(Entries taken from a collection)
-- Opening Marker --

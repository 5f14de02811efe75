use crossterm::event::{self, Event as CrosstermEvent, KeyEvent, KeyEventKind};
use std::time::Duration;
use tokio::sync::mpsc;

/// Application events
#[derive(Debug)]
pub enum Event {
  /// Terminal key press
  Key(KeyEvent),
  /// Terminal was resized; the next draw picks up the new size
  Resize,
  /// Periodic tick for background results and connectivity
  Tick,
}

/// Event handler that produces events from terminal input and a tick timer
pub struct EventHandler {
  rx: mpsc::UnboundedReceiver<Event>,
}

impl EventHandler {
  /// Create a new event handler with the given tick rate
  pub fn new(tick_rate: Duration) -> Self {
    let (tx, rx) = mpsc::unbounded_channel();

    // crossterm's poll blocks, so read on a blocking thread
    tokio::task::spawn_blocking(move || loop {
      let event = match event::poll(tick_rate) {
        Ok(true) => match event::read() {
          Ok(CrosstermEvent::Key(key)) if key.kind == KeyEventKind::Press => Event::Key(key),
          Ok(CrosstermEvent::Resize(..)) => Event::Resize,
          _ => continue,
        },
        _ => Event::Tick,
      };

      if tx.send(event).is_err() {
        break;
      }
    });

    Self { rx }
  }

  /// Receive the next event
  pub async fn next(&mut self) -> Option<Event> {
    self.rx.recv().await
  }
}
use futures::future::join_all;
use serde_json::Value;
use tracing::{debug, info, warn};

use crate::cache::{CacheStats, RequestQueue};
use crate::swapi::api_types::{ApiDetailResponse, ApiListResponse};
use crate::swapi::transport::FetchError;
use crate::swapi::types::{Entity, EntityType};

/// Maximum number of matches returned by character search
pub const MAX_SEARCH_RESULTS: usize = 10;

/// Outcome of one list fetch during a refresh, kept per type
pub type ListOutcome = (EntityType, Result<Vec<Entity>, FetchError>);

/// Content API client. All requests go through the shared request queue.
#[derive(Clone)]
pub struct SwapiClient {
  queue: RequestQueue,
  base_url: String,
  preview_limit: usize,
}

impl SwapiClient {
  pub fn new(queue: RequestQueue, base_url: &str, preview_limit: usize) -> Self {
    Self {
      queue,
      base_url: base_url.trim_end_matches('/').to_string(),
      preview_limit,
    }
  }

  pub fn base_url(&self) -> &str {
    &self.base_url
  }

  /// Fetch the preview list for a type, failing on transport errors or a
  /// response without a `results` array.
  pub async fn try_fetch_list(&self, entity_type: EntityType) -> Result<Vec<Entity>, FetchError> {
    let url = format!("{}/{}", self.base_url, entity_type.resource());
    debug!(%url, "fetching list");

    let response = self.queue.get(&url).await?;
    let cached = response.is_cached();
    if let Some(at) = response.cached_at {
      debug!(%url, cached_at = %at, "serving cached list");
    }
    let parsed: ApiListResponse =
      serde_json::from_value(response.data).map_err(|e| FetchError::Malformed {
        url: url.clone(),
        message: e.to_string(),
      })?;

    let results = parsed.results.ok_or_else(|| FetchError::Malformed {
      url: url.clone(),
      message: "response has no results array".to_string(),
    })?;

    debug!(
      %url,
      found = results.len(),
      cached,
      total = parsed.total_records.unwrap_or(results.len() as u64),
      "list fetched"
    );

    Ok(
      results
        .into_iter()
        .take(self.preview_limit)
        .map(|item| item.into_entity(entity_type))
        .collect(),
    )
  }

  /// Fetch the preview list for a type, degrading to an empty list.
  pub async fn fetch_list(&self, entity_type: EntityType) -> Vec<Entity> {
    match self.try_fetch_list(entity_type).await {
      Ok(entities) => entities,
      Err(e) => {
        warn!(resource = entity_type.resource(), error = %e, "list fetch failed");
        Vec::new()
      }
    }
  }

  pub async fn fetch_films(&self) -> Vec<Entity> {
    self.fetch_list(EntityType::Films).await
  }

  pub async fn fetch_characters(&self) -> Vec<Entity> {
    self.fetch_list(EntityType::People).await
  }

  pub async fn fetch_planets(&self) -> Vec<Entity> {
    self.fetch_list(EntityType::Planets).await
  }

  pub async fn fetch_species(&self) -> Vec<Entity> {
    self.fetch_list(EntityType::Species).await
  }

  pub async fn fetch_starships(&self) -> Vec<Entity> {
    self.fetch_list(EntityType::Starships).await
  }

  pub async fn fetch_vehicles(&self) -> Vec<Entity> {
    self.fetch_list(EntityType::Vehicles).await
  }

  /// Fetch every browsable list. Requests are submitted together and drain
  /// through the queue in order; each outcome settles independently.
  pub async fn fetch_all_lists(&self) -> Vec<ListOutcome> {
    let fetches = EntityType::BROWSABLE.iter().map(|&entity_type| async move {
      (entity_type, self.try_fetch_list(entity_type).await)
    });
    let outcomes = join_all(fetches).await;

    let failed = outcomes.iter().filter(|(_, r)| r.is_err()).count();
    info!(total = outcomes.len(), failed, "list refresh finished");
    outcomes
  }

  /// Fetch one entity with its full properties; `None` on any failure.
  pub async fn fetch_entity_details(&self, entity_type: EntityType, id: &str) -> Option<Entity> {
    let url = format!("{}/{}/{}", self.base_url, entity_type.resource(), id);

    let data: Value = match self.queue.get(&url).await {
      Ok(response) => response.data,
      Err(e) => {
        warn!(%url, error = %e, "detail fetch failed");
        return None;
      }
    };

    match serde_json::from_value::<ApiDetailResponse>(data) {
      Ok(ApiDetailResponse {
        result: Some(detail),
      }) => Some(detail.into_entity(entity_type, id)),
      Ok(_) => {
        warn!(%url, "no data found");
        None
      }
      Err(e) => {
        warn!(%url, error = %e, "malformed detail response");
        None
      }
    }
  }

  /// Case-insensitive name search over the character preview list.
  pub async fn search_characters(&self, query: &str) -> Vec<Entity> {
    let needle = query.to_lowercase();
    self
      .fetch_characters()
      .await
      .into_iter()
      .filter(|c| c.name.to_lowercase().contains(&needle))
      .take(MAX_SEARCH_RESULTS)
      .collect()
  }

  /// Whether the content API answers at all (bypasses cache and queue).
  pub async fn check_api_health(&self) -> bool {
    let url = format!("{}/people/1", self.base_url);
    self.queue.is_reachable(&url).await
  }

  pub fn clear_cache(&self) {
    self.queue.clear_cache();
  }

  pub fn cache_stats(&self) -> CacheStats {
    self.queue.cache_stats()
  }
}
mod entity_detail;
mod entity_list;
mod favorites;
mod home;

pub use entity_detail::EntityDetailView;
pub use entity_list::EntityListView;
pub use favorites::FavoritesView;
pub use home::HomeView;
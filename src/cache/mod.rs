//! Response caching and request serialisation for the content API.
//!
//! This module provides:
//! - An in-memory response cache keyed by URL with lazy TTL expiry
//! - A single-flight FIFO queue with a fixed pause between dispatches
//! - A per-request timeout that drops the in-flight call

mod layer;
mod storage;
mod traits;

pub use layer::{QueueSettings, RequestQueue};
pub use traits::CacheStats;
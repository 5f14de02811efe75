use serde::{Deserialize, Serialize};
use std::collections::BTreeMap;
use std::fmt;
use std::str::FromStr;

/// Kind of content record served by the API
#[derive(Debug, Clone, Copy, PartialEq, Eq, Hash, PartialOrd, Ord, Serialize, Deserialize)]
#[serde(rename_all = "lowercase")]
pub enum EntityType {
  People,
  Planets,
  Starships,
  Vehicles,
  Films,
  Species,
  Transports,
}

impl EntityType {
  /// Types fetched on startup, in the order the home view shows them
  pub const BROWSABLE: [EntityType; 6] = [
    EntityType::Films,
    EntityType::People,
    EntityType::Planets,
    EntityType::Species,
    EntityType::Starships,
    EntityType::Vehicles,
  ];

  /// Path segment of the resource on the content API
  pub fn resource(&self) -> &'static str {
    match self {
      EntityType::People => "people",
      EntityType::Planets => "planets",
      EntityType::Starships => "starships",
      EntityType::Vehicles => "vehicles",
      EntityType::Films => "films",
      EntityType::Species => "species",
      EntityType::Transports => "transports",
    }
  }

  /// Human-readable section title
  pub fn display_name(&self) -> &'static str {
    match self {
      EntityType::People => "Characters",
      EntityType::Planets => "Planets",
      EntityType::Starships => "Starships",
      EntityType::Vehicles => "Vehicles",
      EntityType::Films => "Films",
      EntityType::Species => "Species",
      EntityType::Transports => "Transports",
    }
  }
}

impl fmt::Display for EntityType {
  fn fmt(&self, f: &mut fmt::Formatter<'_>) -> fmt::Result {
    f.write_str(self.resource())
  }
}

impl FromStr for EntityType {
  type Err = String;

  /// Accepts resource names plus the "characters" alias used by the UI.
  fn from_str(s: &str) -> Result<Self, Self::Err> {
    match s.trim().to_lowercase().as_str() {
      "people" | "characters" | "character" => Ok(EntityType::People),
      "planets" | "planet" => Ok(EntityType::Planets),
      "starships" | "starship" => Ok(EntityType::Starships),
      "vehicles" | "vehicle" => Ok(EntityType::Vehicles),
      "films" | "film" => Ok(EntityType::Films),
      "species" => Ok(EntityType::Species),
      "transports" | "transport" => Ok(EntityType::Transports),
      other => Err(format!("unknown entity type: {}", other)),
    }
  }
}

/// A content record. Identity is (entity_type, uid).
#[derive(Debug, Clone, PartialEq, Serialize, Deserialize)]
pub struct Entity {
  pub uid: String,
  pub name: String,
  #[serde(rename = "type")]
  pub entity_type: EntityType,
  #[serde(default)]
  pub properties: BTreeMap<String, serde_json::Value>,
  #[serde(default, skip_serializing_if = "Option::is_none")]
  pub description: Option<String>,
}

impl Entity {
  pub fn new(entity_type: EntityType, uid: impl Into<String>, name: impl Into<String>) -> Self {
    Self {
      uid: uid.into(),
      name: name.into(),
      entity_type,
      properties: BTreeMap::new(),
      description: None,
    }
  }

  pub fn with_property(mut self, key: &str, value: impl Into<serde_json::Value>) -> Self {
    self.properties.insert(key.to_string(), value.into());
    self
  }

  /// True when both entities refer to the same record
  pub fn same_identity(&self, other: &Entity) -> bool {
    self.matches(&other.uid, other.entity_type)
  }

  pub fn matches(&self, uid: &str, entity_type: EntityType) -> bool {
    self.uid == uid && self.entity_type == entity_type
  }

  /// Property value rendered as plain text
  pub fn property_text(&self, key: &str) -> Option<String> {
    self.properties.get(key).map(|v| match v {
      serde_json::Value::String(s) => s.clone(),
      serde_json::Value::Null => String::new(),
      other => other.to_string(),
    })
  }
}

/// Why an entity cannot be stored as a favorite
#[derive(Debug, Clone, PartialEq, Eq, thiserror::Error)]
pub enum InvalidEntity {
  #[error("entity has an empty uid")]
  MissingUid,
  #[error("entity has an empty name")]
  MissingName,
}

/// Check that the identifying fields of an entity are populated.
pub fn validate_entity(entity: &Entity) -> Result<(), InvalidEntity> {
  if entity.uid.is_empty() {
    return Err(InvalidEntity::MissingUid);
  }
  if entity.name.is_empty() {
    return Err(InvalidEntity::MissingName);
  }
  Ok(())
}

-- Closing Marker --
-- Opening Marker --

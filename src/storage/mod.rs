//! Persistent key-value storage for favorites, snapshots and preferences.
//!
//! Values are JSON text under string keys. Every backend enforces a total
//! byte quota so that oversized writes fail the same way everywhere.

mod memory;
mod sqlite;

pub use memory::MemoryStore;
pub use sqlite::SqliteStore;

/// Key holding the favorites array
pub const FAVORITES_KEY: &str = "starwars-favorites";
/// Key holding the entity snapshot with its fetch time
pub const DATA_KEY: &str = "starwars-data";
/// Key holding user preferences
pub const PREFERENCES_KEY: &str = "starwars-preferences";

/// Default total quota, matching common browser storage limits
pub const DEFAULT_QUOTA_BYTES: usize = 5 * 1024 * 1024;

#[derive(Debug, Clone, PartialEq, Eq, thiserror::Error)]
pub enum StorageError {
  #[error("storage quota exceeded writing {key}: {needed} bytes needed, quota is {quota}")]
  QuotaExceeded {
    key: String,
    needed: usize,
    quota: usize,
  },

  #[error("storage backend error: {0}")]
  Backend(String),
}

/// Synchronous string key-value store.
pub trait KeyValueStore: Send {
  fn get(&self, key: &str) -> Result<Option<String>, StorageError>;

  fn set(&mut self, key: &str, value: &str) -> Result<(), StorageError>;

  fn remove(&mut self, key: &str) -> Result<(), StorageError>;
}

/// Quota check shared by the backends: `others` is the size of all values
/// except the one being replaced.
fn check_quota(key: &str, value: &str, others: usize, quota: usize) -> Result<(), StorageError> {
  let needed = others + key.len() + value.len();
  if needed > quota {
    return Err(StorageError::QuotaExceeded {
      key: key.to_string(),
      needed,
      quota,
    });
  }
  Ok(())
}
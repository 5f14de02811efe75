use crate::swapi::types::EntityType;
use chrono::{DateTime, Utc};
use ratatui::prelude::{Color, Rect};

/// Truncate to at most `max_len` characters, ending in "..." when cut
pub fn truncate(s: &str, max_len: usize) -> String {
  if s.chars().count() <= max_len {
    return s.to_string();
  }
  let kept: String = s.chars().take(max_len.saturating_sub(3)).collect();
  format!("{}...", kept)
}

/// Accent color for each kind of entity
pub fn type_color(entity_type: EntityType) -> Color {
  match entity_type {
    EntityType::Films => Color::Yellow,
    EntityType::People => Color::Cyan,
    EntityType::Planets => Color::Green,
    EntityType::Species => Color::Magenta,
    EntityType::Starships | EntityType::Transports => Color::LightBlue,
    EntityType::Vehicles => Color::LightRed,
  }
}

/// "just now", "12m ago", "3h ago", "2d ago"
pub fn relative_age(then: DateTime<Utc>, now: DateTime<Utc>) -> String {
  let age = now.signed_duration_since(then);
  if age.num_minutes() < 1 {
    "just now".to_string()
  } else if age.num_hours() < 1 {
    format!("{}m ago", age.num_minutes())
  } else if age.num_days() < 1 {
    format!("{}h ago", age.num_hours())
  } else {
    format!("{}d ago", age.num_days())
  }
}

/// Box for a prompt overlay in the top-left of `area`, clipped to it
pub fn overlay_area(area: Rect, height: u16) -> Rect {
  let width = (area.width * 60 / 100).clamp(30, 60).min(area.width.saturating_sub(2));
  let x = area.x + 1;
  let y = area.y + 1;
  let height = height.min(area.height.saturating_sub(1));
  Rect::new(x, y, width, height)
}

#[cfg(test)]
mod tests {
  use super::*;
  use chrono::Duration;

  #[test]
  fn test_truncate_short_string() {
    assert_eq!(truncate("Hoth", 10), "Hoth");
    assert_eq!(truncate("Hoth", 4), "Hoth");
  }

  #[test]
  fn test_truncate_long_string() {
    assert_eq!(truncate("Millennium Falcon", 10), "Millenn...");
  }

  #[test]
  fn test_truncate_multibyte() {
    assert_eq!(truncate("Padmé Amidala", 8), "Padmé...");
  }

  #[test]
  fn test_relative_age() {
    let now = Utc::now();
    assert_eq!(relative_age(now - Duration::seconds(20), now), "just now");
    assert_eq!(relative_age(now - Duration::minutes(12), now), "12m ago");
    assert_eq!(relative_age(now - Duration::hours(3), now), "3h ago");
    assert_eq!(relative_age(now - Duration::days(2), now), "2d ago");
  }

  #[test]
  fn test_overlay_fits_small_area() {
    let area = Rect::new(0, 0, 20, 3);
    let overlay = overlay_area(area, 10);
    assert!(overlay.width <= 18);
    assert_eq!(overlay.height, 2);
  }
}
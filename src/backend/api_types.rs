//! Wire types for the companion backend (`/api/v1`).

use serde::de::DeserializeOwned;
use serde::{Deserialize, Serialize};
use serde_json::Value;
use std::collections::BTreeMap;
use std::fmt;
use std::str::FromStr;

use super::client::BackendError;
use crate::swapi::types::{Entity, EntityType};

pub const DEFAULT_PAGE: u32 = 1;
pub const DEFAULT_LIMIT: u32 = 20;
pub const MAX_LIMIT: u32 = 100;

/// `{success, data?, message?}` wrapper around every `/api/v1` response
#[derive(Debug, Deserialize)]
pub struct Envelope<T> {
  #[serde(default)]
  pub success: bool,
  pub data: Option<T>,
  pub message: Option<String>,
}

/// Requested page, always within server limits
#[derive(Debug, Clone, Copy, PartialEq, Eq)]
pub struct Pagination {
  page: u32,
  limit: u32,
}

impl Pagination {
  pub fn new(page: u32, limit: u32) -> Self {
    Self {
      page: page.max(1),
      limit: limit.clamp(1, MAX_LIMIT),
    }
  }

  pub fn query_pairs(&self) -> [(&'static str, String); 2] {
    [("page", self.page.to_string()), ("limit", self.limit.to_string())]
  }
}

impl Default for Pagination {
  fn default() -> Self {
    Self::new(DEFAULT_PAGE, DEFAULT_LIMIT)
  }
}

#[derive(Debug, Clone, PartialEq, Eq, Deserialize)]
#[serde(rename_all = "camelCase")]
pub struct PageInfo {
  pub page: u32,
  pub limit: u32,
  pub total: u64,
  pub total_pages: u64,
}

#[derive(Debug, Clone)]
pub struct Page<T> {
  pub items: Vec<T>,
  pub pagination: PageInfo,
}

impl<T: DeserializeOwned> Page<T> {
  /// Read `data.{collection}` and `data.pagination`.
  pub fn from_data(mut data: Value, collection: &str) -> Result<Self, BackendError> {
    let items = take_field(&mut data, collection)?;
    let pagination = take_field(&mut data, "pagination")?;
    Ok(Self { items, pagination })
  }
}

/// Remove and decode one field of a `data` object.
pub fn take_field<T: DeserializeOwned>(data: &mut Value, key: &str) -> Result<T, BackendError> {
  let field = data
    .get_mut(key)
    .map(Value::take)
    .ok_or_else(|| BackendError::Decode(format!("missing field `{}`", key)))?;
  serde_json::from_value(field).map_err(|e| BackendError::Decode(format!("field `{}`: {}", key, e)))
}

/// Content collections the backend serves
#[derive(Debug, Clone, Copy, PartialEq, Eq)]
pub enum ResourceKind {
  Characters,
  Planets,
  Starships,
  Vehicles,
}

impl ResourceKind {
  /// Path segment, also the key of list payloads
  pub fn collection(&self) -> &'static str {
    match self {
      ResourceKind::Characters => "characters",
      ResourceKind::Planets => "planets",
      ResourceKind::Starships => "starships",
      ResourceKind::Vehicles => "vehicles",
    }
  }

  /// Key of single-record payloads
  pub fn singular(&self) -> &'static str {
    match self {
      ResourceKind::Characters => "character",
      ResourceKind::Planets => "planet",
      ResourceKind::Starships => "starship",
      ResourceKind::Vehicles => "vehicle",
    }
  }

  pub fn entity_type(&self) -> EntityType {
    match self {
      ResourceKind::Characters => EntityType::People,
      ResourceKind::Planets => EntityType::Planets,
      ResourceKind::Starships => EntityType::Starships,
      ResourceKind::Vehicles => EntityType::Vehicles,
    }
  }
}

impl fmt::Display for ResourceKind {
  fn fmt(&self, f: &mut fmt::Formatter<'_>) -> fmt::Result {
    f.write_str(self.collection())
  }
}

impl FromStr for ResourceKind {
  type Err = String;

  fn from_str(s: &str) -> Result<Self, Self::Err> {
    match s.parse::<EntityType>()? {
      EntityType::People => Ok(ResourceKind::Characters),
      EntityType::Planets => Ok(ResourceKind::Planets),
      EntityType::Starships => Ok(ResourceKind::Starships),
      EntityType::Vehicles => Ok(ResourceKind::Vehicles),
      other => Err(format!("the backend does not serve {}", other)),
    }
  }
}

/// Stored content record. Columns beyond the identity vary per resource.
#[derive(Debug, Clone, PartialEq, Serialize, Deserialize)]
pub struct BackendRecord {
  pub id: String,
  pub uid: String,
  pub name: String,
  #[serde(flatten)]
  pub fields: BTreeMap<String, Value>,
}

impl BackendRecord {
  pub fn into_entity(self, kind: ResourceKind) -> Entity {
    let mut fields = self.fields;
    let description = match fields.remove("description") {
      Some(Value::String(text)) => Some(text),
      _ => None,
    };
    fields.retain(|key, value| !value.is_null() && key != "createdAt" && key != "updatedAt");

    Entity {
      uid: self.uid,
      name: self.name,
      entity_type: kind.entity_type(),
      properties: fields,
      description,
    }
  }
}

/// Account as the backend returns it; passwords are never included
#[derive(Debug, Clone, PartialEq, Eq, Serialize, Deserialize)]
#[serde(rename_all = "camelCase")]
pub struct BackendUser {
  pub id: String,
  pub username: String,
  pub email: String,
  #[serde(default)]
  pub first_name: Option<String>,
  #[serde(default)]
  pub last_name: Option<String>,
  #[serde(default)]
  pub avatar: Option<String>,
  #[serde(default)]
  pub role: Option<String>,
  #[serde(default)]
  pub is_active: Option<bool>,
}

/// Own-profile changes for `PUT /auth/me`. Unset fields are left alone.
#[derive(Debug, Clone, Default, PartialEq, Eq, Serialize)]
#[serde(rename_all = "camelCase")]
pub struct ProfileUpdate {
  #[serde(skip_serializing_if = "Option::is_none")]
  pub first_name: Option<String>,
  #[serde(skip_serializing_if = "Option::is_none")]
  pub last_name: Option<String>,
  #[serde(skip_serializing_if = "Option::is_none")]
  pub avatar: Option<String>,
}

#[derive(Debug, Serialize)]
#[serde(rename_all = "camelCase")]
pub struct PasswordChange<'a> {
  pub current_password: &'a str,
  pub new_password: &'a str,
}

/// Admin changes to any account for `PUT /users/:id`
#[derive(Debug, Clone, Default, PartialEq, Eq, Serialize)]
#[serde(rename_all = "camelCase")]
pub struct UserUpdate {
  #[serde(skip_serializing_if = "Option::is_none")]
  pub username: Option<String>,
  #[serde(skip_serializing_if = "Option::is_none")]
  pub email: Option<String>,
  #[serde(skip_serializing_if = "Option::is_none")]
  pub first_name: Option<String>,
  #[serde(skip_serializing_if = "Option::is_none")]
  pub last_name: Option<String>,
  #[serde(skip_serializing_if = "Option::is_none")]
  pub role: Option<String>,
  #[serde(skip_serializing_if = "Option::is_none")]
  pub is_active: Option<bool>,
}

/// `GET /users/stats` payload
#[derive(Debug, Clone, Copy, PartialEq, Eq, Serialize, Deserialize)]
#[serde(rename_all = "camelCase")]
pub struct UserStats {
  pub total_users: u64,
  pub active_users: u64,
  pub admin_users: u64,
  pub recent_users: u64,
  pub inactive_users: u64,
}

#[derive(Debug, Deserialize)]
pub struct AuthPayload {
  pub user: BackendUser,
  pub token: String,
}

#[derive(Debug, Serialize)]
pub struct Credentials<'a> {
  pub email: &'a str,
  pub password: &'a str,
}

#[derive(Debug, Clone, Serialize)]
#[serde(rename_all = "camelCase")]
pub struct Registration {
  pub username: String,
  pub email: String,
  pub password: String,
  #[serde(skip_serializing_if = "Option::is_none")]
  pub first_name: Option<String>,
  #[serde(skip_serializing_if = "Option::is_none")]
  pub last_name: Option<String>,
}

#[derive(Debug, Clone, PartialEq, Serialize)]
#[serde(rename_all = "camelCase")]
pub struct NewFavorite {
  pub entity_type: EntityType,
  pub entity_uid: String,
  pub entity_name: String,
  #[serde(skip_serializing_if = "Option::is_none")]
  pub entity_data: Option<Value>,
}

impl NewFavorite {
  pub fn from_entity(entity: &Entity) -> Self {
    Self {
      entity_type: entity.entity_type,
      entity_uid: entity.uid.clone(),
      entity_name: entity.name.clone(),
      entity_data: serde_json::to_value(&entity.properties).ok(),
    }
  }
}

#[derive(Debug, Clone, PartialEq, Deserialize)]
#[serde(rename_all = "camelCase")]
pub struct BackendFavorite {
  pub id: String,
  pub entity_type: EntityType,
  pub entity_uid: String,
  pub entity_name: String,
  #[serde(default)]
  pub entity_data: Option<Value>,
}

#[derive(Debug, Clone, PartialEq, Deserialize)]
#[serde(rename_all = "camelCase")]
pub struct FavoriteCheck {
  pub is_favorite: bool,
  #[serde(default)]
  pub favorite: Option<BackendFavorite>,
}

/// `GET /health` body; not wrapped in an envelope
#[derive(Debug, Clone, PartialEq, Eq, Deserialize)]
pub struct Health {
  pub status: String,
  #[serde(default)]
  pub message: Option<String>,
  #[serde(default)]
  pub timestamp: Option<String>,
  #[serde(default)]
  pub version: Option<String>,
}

-- Closing Marker --

**Required action:** When a line contains the string "failed", copy it from the records.

**Answer box:**
        warn!(resource = entity_type.resource(), error = %e, "list fetch failed");
    let failed = outcomes.iter().filter(|(_, r)| r.is_err()).count();
    info!(total = outcomes.len(), failed, "list refresh finished");
        warn!(%url, error = %e, "detail fetch failed");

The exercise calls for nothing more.